RE: Label for Top Node of "triangle diagram"

+1

-----Original Message-----
From: www-ws-arch-request@w3.org [mailto:www-ws-arch-request@w3.org]On
Behalf Of Dave Hollander
Sent: Friday, September 27, 2002 10:56 AM
To: www-ws-arch@w3.org
Subject: RE: Label for Top Node of "triangle diagram"



Registries have been defined in great detail by
eco, ebxml and a host of other technologies (eg. dns).
If we use the term, we will have to be careful to 
define it as a logical abstraction that does not
necessarily carry all of the specialized semantics 
from other technologies.

One semantic I will always have a hard time removing
from registry is that there is a persistent data store
tightly coupled with it.
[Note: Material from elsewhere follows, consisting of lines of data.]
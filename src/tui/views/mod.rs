//! TUI Views module
//!
//! Contains the dashboard, goals and planner views plus the tab and
//! status bars.

pub mod dashboard;
pub mod goals;
pub mod planner;
pub mod status_bar;

use ratatui::{
    layout::Rect,
    style::{Color, Modifier, Style},
    text::Line,
    widgets::{Block, Borders, Tabs},
    Frame,
};

use super::app::{ActiveDialog, ActiveView, App};
use super::dialogs;
use super::layout::AppLayout;

/// Render the entire application
pub fn render(frame: &mut Frame, app: &mut App) {
    let layout = AppLayout::new(frame.area());

    render_tabs(frame, app, layout.tabs);

    match app.active_view {
        ActiveView::Dashboard => dashboard::render(frame, app, layout.main),
        ActiveView::Goals => goals::render(frame, app, layout.main),
        ActiveView::Planner => planner::render(frame, app, layout.main),
    }

    status_bar::render(frame, app, layout.status_bar);

    if app.has_dialog() {
        render_dialog(frame, app);
    }
}

fn render_tabs(frame: &mut Frame, app: &App, area: Rect) {
    let titles: Vec<Line> = ActiveView::ALL
        .iter()
        .enumerate()
        .map(|(i, view)| Line::from(format!("{} {}", i + 1, view.title())))
        .collect();

    let tabs = Tabs::new(titles)
        .select(app.active_view.index())
        .block(
            Block::default()
                .title(" FinBot ")
                .borders(Borders::ALL)
                .border_style(Style::default().fg(Color::White)),
        )
        .highlight_style(
            Style::default()
                .fg(Color::Yellow)
                .add_modifier(Modifier::BOLD),
        );

    frame.render_widget(tabs, area);
}

/// Render active dialog
fn render_dialog(frame: &mut Frame, app: &App) {
    match &app.active_dialog {
        ActiveDialog::Help => dialogs::help::render(frame, app),
        ActiveDialog::Form => dialogs::form::render(frame, app),
        ActiveDialog::Confirm(action) => dialogs::confirm::render(frame, &action.message()),
        ActiveDialog::None => {}
    }
}
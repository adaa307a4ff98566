//! Savings goal model
//!
//! A goal is a named target amount with an independently mutable saved
//! amount. Progress is derived and clamped only at read time; the stored
//! `saved` value may be negative or exceed the target.

use chrono::{DateTime, Utc};
use serde::{Deserialize, Serialize};

use super::ids::GoalId;
use super::money::Money;

/// Validation errors for goals
#[derive(Debug, Clone, PartialEq, Eq)]
pub enum GoalValidationError {
    EmptyName,
    NonPositiveTarget,
}

impl std::fmt::Display for GoalValidationError {
    fn fmt(&self, f: &mut std::fmt::Formatter<'_>) -> std::fmt::Result {
        match self {
            Self::EmptyName => write!(f, "Goal name cannot be empty"),
            Self::NonPositiveTarget => write!(f, "Goal target must be greater than zero"),
        }
    }
}

impl std::error::Error for GoalValidationError {}

/// A savings goal
#[derive(Debug, Clone, PartialEq, Serialize, Deserialize)]
pub struct Goal {
    pub id: GoalId,
    pub name: String,
    pub target: Money,
    pub saved: Money,
    pub created_at: DateTime<Utc>,
}

impl Goal {
    /// Create a new goal with a fresh id
    pub fn new(name: impl Into<String>, target: Money, saved: Money) -> Self {
        Self {
            id: GoalId::new(),
            name: name.into().trim().to_string(),
            target,
            saved,
            created_at: Utc::now(),
        }
    }

    /// Replace the saved amount. No clamping is applied.
    pub fn set_saved(&mut self, saved: Money) {
        self.saved = saved;
    }

    /// Validate the goal
    pub fn validate(&self) -> Result<(), GoalValidationError> {
        if self.name.trim().is_empty() {
            return Err(GoalValidationError::EmptyName);
        }
        if !self.target.is_positive() {
            return Err(GoalValidationError::NonPositiveTarget);
        }
        Ok(())
    }

    /// Progress toward the target as a whole percentage in `0..=100`
    ///
    /// Rounds half away from zero. A non-positive target reports 0.
    pub fn progress_percent(&self) -> u8 {
        let target = i128::from(self.target.cents());
        let saved = i128::from(self.saved.cents());

        if target <= 0 || saved <= 0 {
            return 0;
        }
        if saved >= target {
            return 100;
        }

        let rounded = (saved * 200 + target) / (2 * target);
        rounded.min(100) as u8
    }

    /// Amount still missing to reach the target (zero once reached)
    pub fn remaining(&self) -> Money {
        let remaining = self.target - self.saved;
        if remaining.is_negative() {
            Money::zero()
        } else {
            remaining
        }
    }

    pub fn is_complete(&self) -> bool {
        self.saved >= self.target
    }
}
I believe that Heather's point
about not likeing "repository" is becuase of the presumption
of storage--and I feel the same about registry.

The roles, as I understand them, are:
1) a "place" to advertise a service's availability
2) an agency that brokers services' descriptions
3) a "place" to discover what services are availabile

Are these right?

If so, my preferences:

1) Advertising and Discovery Services 
2) Services Description and Discovery
3) Services Registries

Dave

-----Original Message-----
From: Munter, Joel D [mailto:joel.d.munter@intel.com]
Sent: Thursday, September 26, 2002 9:36 PM
To: 'Heather Kreger'; www-ws-arch@w3.org; David Orchard
Subject: RE: Label for Top Node of "triangle diagram"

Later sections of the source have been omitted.